Im März wird dann nochmals ErnstDelmonego in einem Vortrag an jene schreckliche Zeit erinnern. Uns Heutigen steht es jedenfalls in keiner Weise zu, jene Leute zu verurteilen, egal wofür sie stimmten, sondern wir sollen daran denken, wie wertvoll es ist, dass wir in Frieden leben können.

Vergessen wir darum jene schreckliche Zeit nicht, die für Südtirol die schlimmste in seiner Geschichte war.

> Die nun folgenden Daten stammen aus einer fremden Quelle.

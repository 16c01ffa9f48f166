//! Command construction
//!
//! Every request carries the agent's access token and a sequence number
//! that is strictly increasing across all requests of one client, so
//! replies can be matched to requests.

use std::sync::atomic::{AtomicU64, Ordering};

use crate::protocol::{
    current_timestamp_ms, ChatCommand, DeclareReadinessCommand, MoveCommand, WatchCommand,
};
use crate::types::NodeId;

/// Builds requests for one agent.
#[derive(Debug)]
pub struct CommandBuilder {
    token: String,
    seq: AtomicU64,
}

impl CommandBuilder {
    pub fn new(token: impl Into<String>) -> Self {
        Self {
            token: token.into(),
            seq: AtomicU64::new(0),
        }
    }

    pub fn token(&self) -> &str {
        &self.token
    }

    fn next_seq(&self) -> u64 {
        self.seq.fetch_add(1, Ordering::Relaxed) + 1
    }

    pub fn watch(&self) -> WatchCommand {
        WatchCommand {
            seq: self.next_seq(),
            ts: current_timestamp_ms(),
            token: self.token.clone(),
        }
    }

    pub fn declare_readiness(&self, start_node_id: NodeId) -> DeclareReadinessCommand {
        DeclareReadinessCommand {
            seq: self.next_seq(),
            ts: current_timestamp_ms(),
            token: self.token.clone(),
            start_node_id,
        }
    }

    pub fn move_to(&self, to_node_id: NodeId) -> MoveCommand {
        MoveCommand {
            seq: self.next_seq(),
            ts: current_timestamp_ms(),
            token: self.token.clone(),
            to_node_id,
        }
    }

    pub fn chat(&self, text: &str) -> ChatCommand {
        ChatCommand {
            seq: self.next_seq(),
            ts: current_timestamp_ms(),
            token: self.token.clone(),
            text: text.to_string(),
        }
    }
}
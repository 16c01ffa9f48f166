//! Hide-and-seek client (workspace facade crate).
//!
//! The implementation lives in dedicated crates under `crates/`; this package
//! re-exports them as `hide_and_seek_client::{adapter,core,types}` and ships
//! the `hide-and-seek-client` binary.

pub use hide_and_seek_adapter as adapter;
pub use hide_and_seek_core as core;
pub use hide_and_seek_types as types;
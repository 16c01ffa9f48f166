//! Adapter module - game server client over TCP with a JSON protocol
//!
//! This crate connects one agent (police or thief) to a hide-and-seek game
//! server and plays it through a pluggable strategy.
//!
//! # Protocol Overview
//!
//! The client speaks a **line-delimited JSON protocol** over TCP:
//!
//! 1. **Watch**: the client opens a stream connection and sends `watch`;
//!    the server pushes a `view` (full game snapshot) whenever state changes
//! 2. **Readiness**: after the first snapshot, the client sends
//!    `declare_readiness` with its starting node
//! 3. **Moves**: on each turn of its side, the client sends one `move`
//! 4. **Chat**: `chat` lines may be sent at any time
//!
//! Requests other than `watch` travel on a separate command connection and
//! are answered by `ack` or `error` echoing the request `seq`.
//!
//! # Message Types
//!
//! ## Client → Server
//!
//! - **watch**: subscribe to snapshots for the agent owning the token
//! - **declare_readiness**: starting node for this agent
//! - **move**: destination node for this turn
//! - **chat**: free text for teammates
//!
//! ## Server → Client
//!
//! - **view**: game snapshot (stream connection only)
//! - **ack**: request accepted
//! - **error**: request rejected, with code and message
//!
//! # Environment Variables
//!
//! See [`config`]. The minimum is `HIDE_AND_SEEK_TOKEN`.
//!
//! # Example Protocol Flow
//!
//! ```text
//! Client -> Server: {"type":"watch","seq":1,"ts":1700000000000,"token":"t-1"}
//! Server -> Client: {"type":"view","seq":1,"ts":1700000000001,"view":{"status":"pending",...}}
//! Client -> Server: {"type":"declare_readiness","seq":2,"ts":1700000000002,"token":"t-1","start_node_id":4}
//! Server -> Client: {"type":"ack","seq":2,"ts":1700000000003,"status":"ok"}
//! Server -> Client: {"type":"view","seq":2,"ts":1700000000010,"view":{"status":"ongoing",...}}
//! Client -> Server: {"type":"move","seq":3,"ts":1700000000011,"token":"t-1","to_node_id":5}
//! Server -> Client: {"type":"error","seq":3,"ts":1700000000012,"code":"not_your_turn","message":"..."}
//! ```
//!
//! # Implementation
//!
//! - Uses **tokio** for async networking
//! - See [`protocol`] for message structure definitions
//! - See [`client`] for the transport, [`controller`] for the turn loop
//!
//! # Testing
//!
//! Inspect the stream of a running server with netcat:
//!
//! ```bash
//! nc 127.0.0.1 7000
//! {"type":"watch","seq":1,"ts":0,"token":"t-1"}
//! ```

pub mod client;
pub mod command;
pub mod config;
pub mod controller;
pub mod error;
pub mod protocol;
pub mod wire_log;

pub use hide_and_seek_core as core;
pub use hide_and_seek_types as types;

pub use client::{GameHandler, TcpGameHandler, ViewStream};
pub use command::CommandBuilder;
pub use config::ClientConfig;
pub use controller::{Phone, SessionOutcome, TurnLoopController};
pub use error::ClientError;
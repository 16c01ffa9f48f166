//! Transport to the game server
//!
//! [`GameHandler`] is the seam between the turn loop and the network. The
//! TCP implementation uses two connections:
//!
//! - a **watch** connection, opened per [`GameHandler::watch`] call, on which
//!   the server pushes `view` lines until the game ends or it hangs up;
//! - a **command** connection for request/reply pairs (`declare_readiness`,
//!   `move`, `chat`). Pairs are serialized by a mutex, so the handler may be
//!   shared between the turn loop and chat senders on other tasks.

use std::time::Duration;

use futures::stream::{BoxStream, StreamExt};
use tokio::io::{AsyncBufRead, AsyncBufReadExt, AsyncWriteExt, BufReader, Lines};
use tokio::net::tcp::{OwnedReadHalf, OwnedWriteHalf};
use tokio::net::TcpStream;
use tokio::sync::Mutex;

use crate::config::ClientConfig;
use crate::error::ClientError;
use crate::protocol::*;
use crate::types::GameView;
use crate::wire_log::WireLog;

/// Snapshots in arrival order. Ends when the server closes the stream; an
/// `Err` item is always the last one.
pub type ViewStream = BoxStream<'static, Result<GameView, ClientError>>;

/// Requests the client can make of the game server.
#[async_trait::async_trait]
pub trait GameHandler: Send + Sync {
    /// Open the snapshot stream for this agent.
    async fn watch(&self, command: WatchCommand) -> Result<ViewStream, ClientError>;
    async fn declare_readiness(&self, command: DeclareReadinessCommand) -> Result<(), ClientError>;
    async fn move_to(&self, command: MoveCommand) -> Result<(), ClientError>;
    async fn send_message(&self, command: ChatCommand) -> Result<(), ClientError>;
}

type LineReader = Lines<BufReader<OwnedReadHalf>>;

struct CommandConnection {
    lines: LineReader,
    writer: OwnedWriteHalf,
}

/// [`GameHandler`] over line-delimited JSON on TCP.
pub struct TcpGameHandler {
    addr: String,
    command_timeout: Duration,
    commands: Mutex<CommandConnection>,
    wire_log: Option<WireLog>,
}

impl TcpGameHandler {
    /// Connect the command connection. The watch connection is opened
    /// later, by [`GameHandler::watch`].
    pub async fn connect(config: &ClientConfig) -> Result<Self, ClientError> {
        let addr = config.addr();
        let stream = TcpStream::connect(&addr).await?;
        stream.set_nodelay(true)?;
        let (read_half, writer) = stream.into_split();
        log::info!("connected to {}", addr);

        let wire_log = config.log_path.clone().map(WireLog::spawn);

        Ok(Self {
            addr,
            command_timeout: config.command_timeout(),
            commands: Mutex::new(CommandConnection {
                lines: BufReader::new(read_half).lines(),
                writer,
            }),
            wire_log,
        })
    }

    async fn request(&self, message: ClientMessage) -> Result<(), ClientError> {
        let seq = message.seq();
        let line = serde_json::to_string(&message)?;

        let mut conn = self.commands.lock().await;
        write_line(&mut conn.writer, &line).await?;
        if let Some(log) = self.wire_log.as_ref() {
            log.outbound(&line);
        }

        let timeout_ms = self.command_timeout.as_millis() as u64;
        match tokio::time::timeout(
            self.command_timeout,
            read_reply(&mut conn.lines, seq, self.wire_log.as_ref()),
        )
        .await
        {
            Ok(reply) => reply,
            Err(_) => Err(ClientError::Timeout { seq, timeout_ms }),
        }
    }
}

#[async_trait::async_trait]
impl GameHandler for TcpGameHandler {
    async fn watch(&self, command: WatchCommand) -> Result<ViewStream, ClientError> {
        let stream = TcpStream::connect(&self.addr).await?;
        stream.set_nodelay(true)?;
        let (read_half, mut writer) = stream.into_split();

        let line = serde_json::to_string(&ClientMessage::Watch(command))?;
        write_line(&mut writer, &line).await?;
        if let Some(log) = self.wire_log.as_ref() {
            log.outbound(&line);
        }

        let lines = BufReader::new(read_half).lines();
        Ok(view_stream(lines, writer, self.wire_log.clone()))
    }

    async fn declare_readiness(&self, command: DeclareReadinessCommand) -> Result<(), ClientError> {
        self.request(ClientMessage::DeclareReadiness(command)).await
    }

    async fn move_to(&self, command: MoveCommand) -> Result<(), ClientError> {
        self.request(ClientMessage::Move(command)).await
    }

    async fn send_message(&self, command: ChatCommand) -> Result<(), ClientError> {
        self.request(ClientMessage::Chat(command)).await
    }
}

async fn write_line(writer: &mut OwnedWriteHalf, line: &str) -> Result<(), ClientError> {
    writer.write_all(line.as_bytes()).await?;
    writer.write_all(b"\n").await?;
    writer.flush().await?;
    Ok(())
}

/// Wait for the `ack` / `error` answering `seq`.
///
/// Replies to other sequence numbers belong to requests that already timed
/// out and are skipped. Views are only ever pushed on the watch connection.
async fn read_reply<R: AsyncBufRead + Unpin>(
    lines: &mut Lines<R>,
    seq: u64,
    wire_log: Option<&WireLog>,
) -> Result<(), ClientError> {
    loop {
        let Some(line) = lines.next_line().await? else {
            return Err(ClientError::Closed);
        };
        let trimmed = line.trim();
        if trimmed.is_empty() {
            continue;
        }
        if let Some(log) = wire_log {
            log.inbound(trimmed);
        }

        match parse_server_message(trimmed)? {
            ParsedMessage::Ack(ack) if ack.seq == seq => return Ok(()),
            ParsedMessage::Error(err) if err.seq == seq => return Err(err.into()),
            ParsedMessage::Ack(ack) => log::debug!("stale ack for request {}", ack.seq),
            ParsedMessage::Error(err) => {
                log::warn!("stale error for request {}: {}", err.seq, err.message)
            }
            ParsedMessage::View(_) => {
                return Err(ClientError::UnexpectedMessage("view".to_string()))
            }
            ParsedMessage::Unknown(m) => log::debug!("ignoring {} message", m.msg_type),
        }
    }
}

/// Turn the watch connection into a stream of snapshots.
///
/// `keep_alive` is held until the stream ends: dropping the write half
/// would half-close the socket, which servers may treat as unsubscribing.
fn view_stream<R, W>(lines: Lines<R>, keep_alive: W, wire_log: Option<WireLog>) -> ViewStream
where
    R: AsyncBufRead + Unpin + Send + 'static,
    W: Send + 'static,
{
    futures::stream::unfold(Some((lines, keep_alive)), move |state| {
        let wire_log = wire_log.clone();
        async move {
            let (mut lines, keep_alive) = state?;
            loop {
                let line = match lines.next_line().await {
                    Ok(Some(line)) => line,
                    Ok(None) => return None,
                    Err(e) => return Some((Err(ClientError::Io(e)), None)),
                };
                let trimmed = line.trim();
                if trimmed.is_empty() {
                    continue;
                }
                if let Some(log) = wire_log.as_ref() {
                    log.inbound(trimmed);
                }

                match parse_server_message(trimmed) {
                    Ok(ParsedMessage::View(m)) => return Some((Ok(m.view), Some((lines, keep_alive)))),
                    Ok(ParsedMessage::Ack(_)) => continue,
                    Ok(ParsedMessage::Error(err)) => return Some((Err(err.into()), None)),
                    Ok(ParsedMessage::Unknown(m)) => {
                        log::warn!("ignoring {} message on watch stream", m.msg_type);
                        continue;
                    }
                    Err(e) => return Some((Err(ClientError::Json(e)), None)),
                }
            }
        }
    })
    .boxed()
}

#[cfg(test)]
mod tests {
    use super::*;
    use crate::protocol::{create_ack, create_error, create_view, ErrorCode};
    use crate::types::{Agent, AgentType, GameStatus, Turn, TurnType};

    fn view_line(seq: u64, turn: u32) -> String {
        let view = GameView::new(
            GameStatus::Ongoing,
            Turn::new(turn, TurnType::PoliceTurn),
            Agent::new(1, AgentType::Police),
        );
        serde_json::to_string(&ServerMessage::View(create_view(seq, view))).unwrap()
    }

    fn ack_line(seq: u64) -> String {
        serde_json::to_string(&ServerMessage::Ack(create_ack(seq))).unwrap()
    }

    fn error_line(seq: u64) -> String {
        let err = create_error(seq, ErrorCode::NotYourTurn, "wait");
        serde_json::to_string(&ServerMessage::Error(err)).unwrap()
    }

    fn stream_of(lines: Vec<String>) -> ViewStream {
        let mut raw = lines.join("\n");
        raw.push('\n');
        let reader = BufReader::new(std::io::Cursor::new(raw.into_bytes()));
        view_stream(reader.lines(), (), None)
    }

    #[tokio::test]
    async fn reply_skips_stale_seqs() {
        let input = format!("{}\n\n{}\n", ack_line(3), ack_line(4));
        let mock = tokio_test::io::Builder::new().read(input.as_bytes()).build();
        let mut lines = BufReader::new(mock).lines();
        assert!(read_reply(&mut lines, 4, None).await.is_ok());
    }

    #[tokio::test]
    async fn reply_error_is_rejection() {
        let input = format!("{}\n", error_line(7));
        let mock = tokio_test::io::Builder::new().read(input.as_bytes()).build();
        let mut lines = BufReader::new(mock).lines();
        match read_reply(&mut lines, 7, None).await {
            Err(ClientError::Rejected { seq, code, .. }) => {
                assert_eq!(seq, 7);
                assert_eq!(code, ErrorCode::NotYourTurn);
            }
            other => panic!("unexpected reply: {:?}", other),
        }
    }

    #[tokio::test]
    async fn reply_eof_is_closed() {
        let mock = tokio_test::io::Builder::new().build();
        let mut lines = BufReader::new(mock).lines();
        assert!(matches!(
            read_reply(&mut lines, 1, None).await,
            Err(ClientError::Closed)
        ));
    }

    #[tokio::test]
    async fn reply_view_on_command_connection_is_unexpected() {
        let input = format!("{}\n", view_line(1, 1));
        let mock = tokio_test::io::Builder::new().read(input.as_bytes()).build();
        let mut lines = BufReader::new(mock).lines();
        assert!(matches!(
            read_reply(&mut lines, 1, None).await,
            Err(ClientError::UnexpectedMessage(_))
        ));
    }

    #[tokio::test]
    async fn stream_yields_views_and_skips_noise() {
        let views: Vec<_> = stream_of(vec![
            view_line(1, 1),
            ack_line(1),
            r#"{"type":"heartbeat","seq":9}"#.to_string(),
            String::new(),
            view_line(2, 2),
        ])
        .collect()
        .await;

        let turns: Vec<u32> = views
            .into_iter()
            .map(|v| v.unwrap().turn_number())
            .collect();
        assert_eq!(turns, vec![1, 2]);
    }

    #[tokio::test]
    async fn stream_keeps_going_past_unrecognised_status() {
        let paused = view_line(2, 2).replace("\"ongoing\"", "\"paused\"");
        let items: Vec<_> = stream_of(vec![view_line(1, 1), paused, view_line(3, 3)])
            .collect()
            .await;

        let statuses: Vec<GameStatus> = items.into_iter().map(|v| v.unwrap().status).collect();
        assert_eq!(
            statuses,
            vec![GameStatus::Ongoing, GameStatus::Unknown, GameStatus::Ongoing]
        );
    }

    #[tokio::test]
    async fn stream_ends_after_error() {
        let items: Vec<_> = stream_of(vec![view_line(1, 1), error_line(1), view_line(2, 2)])
            .collect()
            .await;

        assert_eq!(items.len(), 2);
        assert!(items[0].is_ok());
        assert!(matches!(items[1], Err(ClientError::Rejected { .. })));
    }

    #[tokio::test]
    async fn stream_ends_on_malformed_line() {
        let items: Vec<_> = stream_of(vec!["{not json".to_string(), view_line(1, 1)])
            .collect()
            .await;

        assert_eq!(items.len(), 1);
        assert!(matches!(items[0], Err(ClientError::Json(_))));
    }
}
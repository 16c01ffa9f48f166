//! Hide-and-seek client runner (default binary).
//!
//! Plays one session with the bundled reference strategies. Configuration
//! comes from `HIDE_AND_SEEK_CONFIG` (a JSON file) and `HIDE_AND_SEEK_*`
//! environment variables; see `hide_and_seek_client::adapter::config`.

use std::sync::Arc;

use anyhow::{Context, Result};
use env_logger::Env;

use hide_and_seek_client::adapter::config::{ClientConfig, ENV_CONFIG};
use hide_and_seek_client::adapter::{CommandBuilder, TcpGameHandler, TurnLoopController};
use hide_and_seek_client::core::DefaultStrategies;

#[tokio::main]
async fn main() -> Result<()> {
    env_logger::Builder::from_env(Env::default().default_filter_or("info")).init();

    let config = load_config()?;
    config.validate().context("invalid configuration")?;

    let handler = TcpGameHandler::connect(&config)
        .await
        .with_context(|| format!("failed to connect to {}", config.addr()))?;

    let commands = Arc::new(CommandBuilder::new(config.token.clone()));
    let mut controller = TurnLoopController::new(
        Arc::new(handler),
        commands,
        DefaultStrategies::new(config.seed),
    );

    let outcome = controller.run().await;
    log::info!("outcome: {:?}", outcome);
    Ok(())
}

fn load_config() -> Result<ClientConfig> {
    match std::env::var(ENV_CONFIG) {
        Ok(path) if !path.trim().is_empty() => {
            let config = ClientConfig::load(path.trim())
                .with_context(|| format!("failed to load config from {}", path))?;
            Ok(config.with_env())
        }
        _ => Ok(ClientConfig::from_env()),
    }
}
//! RNG module - deterministic randomness for reference strategies
//!
//! Strategies pick among equally good nodes at random. A seeded LCG keeps
//! sessions reproducible for a given seed, which makes strategy tests exact.

/// Simple LCG (Linear Congruential Generator) RNG
/// Uses constants from Numerical Recipes
#[derive(Debug, Clone)]
pub struct SimpleRng {
    state: u32,
}

impl SimpleRng {
    /// Create a new RNG with the given seed
    pub fn new(seed: u32) -> Self {
        // Avoid 0 seed which would produce all zeros
        let state = if seed == 0 { 1 } else { seed };
        Self { state }
    }

    /// Generate next random u32
    pub fn next_u32(&mut self) -> u32 {
        self.state = self.state.wrapping_mul(1664525).wrapping_add(1013904223);
        self.state
    }

    /// Generate random value in range [0, max). Returns 0 when `max` is 0.
    pub fn next_range(&mut self, max: u32) -> u32 {
        // Multiply-shift keeps the high bits, which an LCG distributes best.
        ((self.next_u32() as u64 * max as u64) >> 32) as u32
    }

    /// Pick one element uniformly, or `None` for an empty slice.
    ///
    /// Only the first `u32::MAX` elements are candidates.
    pub fn choose<'a, T>(&mut self, items: &'a [T]) -> Option<&'a T> {
        if items.is_empty() {
            return None;
        }
        let len = u32::try_from(items.len()).unwrap_or(u32::MAX);
        items.get(self.next_range(len) as usize)
    }

    /// Current internal state (feed back into `new` to replay a sequence)
    pub fn state(&self) -> u32 {
        self.state
    }
}

impl Default for SimpleRng {
    fn default() -> Self {
        Self::new(1)
    }
}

Auch für Lüsen mit  den 215 Abgewanderten, ein enormer Schaden, der Streitigkeiten und großes Leid  in die Familien und die Gemeinde brachte. Viele Abgewanderten haben dies ein Leben lang bereut, und viele sind fern der Heimat auch verstorben. Im Gedenken an diese fern der Heimat Verstorbenen wird am Schluss eine Ehrensalve abgefeuert.

Da ich hier nicht länger werden möchte, so möchte ich euch ersuchen, besucht die Ausstellung im ” Goldenen Adler” in Brixen, oder noch besser, schaut wieder einmal ins Lüsner Dorfbuch von 1988 oder lest den Text in diesem Ladschreiben zum heurigen Schießen.

In diesem Sinne achten wir darauf, dass es nie wieder zu blindem Fanatismus kommt, wo Propaganda und Diktatoren das Sagen haben.

Dieser Koffer mit den Begleittexten soll das Leid der unseligen Option veranschaulichen und uns alle mahnen, weiterhin auf unsere Heimat mit deren Sprache, Kultur und christlichen Werten zu schauen und sie nicht aufzugeben.